Artikel 5 Beëindiging schuldhulpverlening

  • 1. In navolgende situaties wordt de schuldhulpverlening met onmiddellijke ingang beëindigd:

    • a.

      Fraude;

    • b.

      Het schenden van de inlichtingenplicht zoals bedoeld in artikel 6 van de Wet gemeentelijke schuldhulpverlening en dat geen financiële benadeling van deuitkering of inkomensvoorziening van de gemeente Peel en Maas tot gevolg heeft maar wel voor de schuldeisers;

    • c.

      Het niet of onvoldoende nakomen van de medewerkingsplicht zoals bedoeld in artikel 7 van de Wet gemeentelijke schuldhulpverlening en artikel 4 van deze beleidsregel, nadat belanghebbende in de gelegenheid is gesteld dit verzuim te herstellen binnen een redelijke termijn;

    • d.

      Als een belanghebbende zich zeer ernstig misdraagt tegenover personen en/of instanties die zijn belast met de uitvoering van de schuldhulpverlening;

    • e.

      Het beëindigen van de schuldhulpverlening op grond van lid 1, sub a tot en met d van dit artikel heeft automatisch tot gevolg dat de bijzondere bijstand, die wordt betaald voor de kosten van inkomensbeheer, wordt stopgezet.

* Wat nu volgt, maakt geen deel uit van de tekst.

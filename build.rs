fn main() {
	// Need this for CoreML. See: https://ort.pyke.io/perf/execution-providers#coreml
    println!("cargo:rerun-if-changed=build.rs");

	#[cfg(target_os = "macos")]
	println!("cargo:rustc-link-arg=-fapple-link-rtlib");
}
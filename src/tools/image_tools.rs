use std::io::{Seek, Write};
use std::num::ParseIntError;
use std::str::FromStr;

use image::{DynamicImage, ImageFormat, ImageResult};
use serde::{Deserialize, Serialize};
use strum_macros::Display;

#[derive(Debug, Serialize, Deserialize, Clone, PartialEq, Display)]
#[serde(rename_all = "camelCase")]
pub enum ImageSize {
    Thumb,
    Small,
    Large,
    Custom(u32),
}

impl FromStr for ImageSize {
    type Err = ();
    fn from_str(input: &str) -> Result<ImageSize, Self::Err> {
        let int_size: core::result::Result<u32, ParseIntError> = input.parse();
        match int_size {
            Ok(size) => Ok(ImageSize::Custom(size)),
            Err(_) => match input {
                "thumb" => Ok(ImageSize::Thumb),
                "small" => Ok(ImageSize::Small),
                "large" => Ok(ImageSize::Large),
                _ => Err(()),
            },
        }
    }
}

impl ImageSize {
    pub fn to_size(&self) -> u32 {
        match self {
            ImageSize::Thumb => 258,
            ImageSize::Small => 512,
            ImageSize::Large => 1024,
            ImageSize::Custom(width) => *width,
        }
    }

    pub fn to_filename_element(&self) -> String {
        format!(".{}", self)
    }
    pub fn optional_to_filename_element(optional: &Option<Self>) -> String {
        match optional {
            Some(size) => size.to_filename_element(),
            None => "".to_string(),
        }
    }
}

pub fn resize_image<T: Write + Seek>(buffer: &[u8], to: &mut T, size: u32, format: ImageFormat) -> ImageResult<()> {
    let img = image::load_from_memory(buffer)?;
    let thumb = resize(img, size);
    thumb.write_to(to, format)?;
    Ok(())
}

fn resize(image: DynamicImage, size: u32) -> DynamicImage {
    image.thumbnail(size, size)
}

#[cfg(test)]
mod tests {
    use super::*;

    #[test]
    fn parse_sizes() {
        assert_eq!(ImageSize::from_str("thumb"), Ok(ImageSize::Thumb));
        assert_eq!(ImageSize::from_str("640"), Ok(ImageSize::Custom(640)));
        assert!(ImageSize::from_str("giant").is_err());
    }

    #[test]
    fn size_filename_element() {
        assert_eq!(ImageSize::Thumb.to_filename_element(), ".thumb");
        assert_eq!(ImageSize::optional_to_filename_element(&None), "");
    }
}
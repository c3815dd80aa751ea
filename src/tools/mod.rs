use std::time::{Duration, SystemTime, UNIX_EPOCH};

pub mod auth;
pub mod image_tools;
pub mod log;
pub mod recognition;
pub mod face_inference;
pub mod scheduler;
pub mod text_tools;


pub fn get_time() -> Duration {
    SystemTime::now().duration_since(UNIX_EPOCH).unwrap_or(Duration::ZERO)
}
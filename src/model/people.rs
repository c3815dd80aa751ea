use nanoid::nanoid;
use serde::{Deserialize, Serialize};

use crate::{domain::{people::Person, photo::Photo}, error::SvResult, tools::log::{log_info, LogServiceType}};

use super::{error::{Error, Result}, users::ConnectedUser, ModelController};


#[derive(Debug, Serialize, Deserialize, Clone)]
pub struct PersonForAdd {
	pub name: String,
}

#[derive(Debug, Serialize, Deserialize, Clone)]
#[serde(rename_all = "camelCase")]
pub struct PersonForInsert {
    pub id: String,
    pub user: String,
	pub name: String,
    pub auto_created: bool,
}

#[derive(Debug, Serialize, Deserialize, Clone, Default)]
#[serde(rename_all = "camelCase")]
pub struct PeopleQuery {
    pub after: Option<i64>,
    pub name: Option<String>,
    pub auto_created: Option<bool>,
}

/// Rename and/or confirm a person. Confirming a match flips `auto_created`
/// back to false so the identity stops being offered as "unknown".
#[derive(Debug, Serialize, Deserialize, Clone, Default)]
#[serde(rename_all = "camelCase")]
pub struct PersonForUpdate {
	pub name: Option<String>,
    pub auto_created: Option<bool>,
}

#[derive(Debug, Serialize, Deserialize, Clone)]
#[serde(rename_all = "camelCase")]
pub struct PeopleMerge {
    pub source_person: String,
    pub target_person: String,
}


impl ModelController {

	pub async fn get_people(&self, query: PeopleQuery, requesting_user: &ConnectedUser) -> Result<Vec<Person>> {
        let user_id = requesting_user.user_id()?;
		let people = self.store.get_people(&user_id, query).await?;
		Ok(people)
	}

    pub async fn get_person(&self, person_id: &str, requesting_user: &ConnectedUser) -> Result<Person> {
		let person = self.store.get_person(person_id).await?.ok_or_else(|| Error::PersonNotFound(person_id.to_string()))?;
        requesting_user.check_owner(&person.user)?;
		Ok(person)
	}

    /// Explicit person creation by a user action; never auto-created.
    pub async fn add_person(&self, new_person: PersonForAdd, requesting_user: &ConnectedUser) -> Result<Person> {
        let user_id = requesting_user.user_id()?;
        let name = new_person.name.trim().to_string();
        if name.is_empty() {
            return Err(Error::InvalidName(new_person.name));
        }
        let person = PersonForInsert {
            id: nanoid!(),
            user: user_id,
            name,
            auto_created: false,
        };
		self.store.add_person(person.clone()).await?;
        self.get_person(&person.id, requesting_user).await
	}

    /// Rename or confirm. Mutating an identity makes the cached snapshot
    /// stale, so it is dropped before returning.
    pub async fn update_person(&self, person_id: &str, update: PersonForUpdate, requesting_user: &ConnectedUser) -> Result<Person> {
        let person = self.get_person(person_id, requesting_user).await?;
        if let Some(name) = &update.name {
            if name.trim().is_empty() {
                return Err(Error::InvalidName(name.clone()));
            }
        }
		self.store.update_person(&person.id, update).await?;
        self.invalidate_face_cache(&person.user).await;
        self.get_person(person_id, requesting_user).await
	}

    /// Delete a person and, by cascade, every face record attributed to them.
    pub async fn remove_person(&self, person_id: &str, requesting_user: &ConnectedUser) -> Result<Person> {
        let person = self.get_person(person_id, requesting_user).await?;
        self.store.remove_person(person.id.clone()).await?;
        self.invalidate_face_cache(&person.user).await;
        log_info(LogServiceType::Recognition, format!("Removed person '{}' ({}) and their face records", person.name, person.id));
        Ok(person)
	}

    /// Merge two identities of the same user: every face of the source moves
    /// to the target, then the source is deleted.
    pub async fn merge_people(&self, merge: PeopleMerge, requesting_user: &ConnectedUser) -> SvResult<Person> {
        let source = self.get_person(&merge.source_person, requesting_user).await?;
        let target = self.get_person(&merge.target_person, requesting_user).await?;
        if source.user != target.user {
            return Err(Error::NotOwnerOfElement { user: requesting_user.clone(), element: source.id }.into());
        }
        if source.id == target.id {
            return Err(Error::Duplicate(source.id).into());
        }
        let moved = self.store.move_faces(&source.id, &target.id).await?;
        self.store.remove_person(source.id.clone()).await?;
        self.invalidate_face_cache(&target.user).await;
        log_info(LogServiceType::Recognition, format!("Merged person '{}' into '{}' ({} face(s) moved)", source.name, target.name, moved));
        self.get_person(&target.id, requesting_user).await.map_err(Into::into)
    }

    /// All photos containing this person ("find all photos of X").
    pub async fn get_person_photos(&self, person_id: &str, requesting_user: &ConnectedUser) -> Result<Vec<Photo>> {
        let person = self.get_person(person_id, requesting_user).await?;
        let photos = self.store.get_photos_for_person(&person.id).await?;
        Ok(photos)
    }
}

  • 2. Onverminderd overige bepalingen in deze beleidsregel wordt de schuldhulpverlening beëindigd nadat:

      • a.

        de schulden volledig zijn gekweten dan wel finale kwijting is verleend door de schuldeisers;

      • b.

        belanghebbende in staat is om zijn schulden zelf te regelen dan wel in staat is de schulden zelfstandig te beheren;

      • c.

        beëindigen die voortvloeien uit het plan van aanpak en/of de daaronder liggende contracten;

      • d.

        als schuldeisers geen medewerking verlenen aan het minnelijk voorstel, staat alleen nog de mogelijkheid open voor een WSNP- traject. Het college maakt een afweging om een verzoek tot dwangakkoord bij de rechtbank in te dienen en informeert belanghebbende hier schriftelijk over. Als belanghebbende niet binnen 3 maanden na bekendmaking van het voornemen van genoemd verzoek, gebruik maakt van het recht om een WSNP aan te vragen, eindigt de gemeentelijke schuldhulpverlening.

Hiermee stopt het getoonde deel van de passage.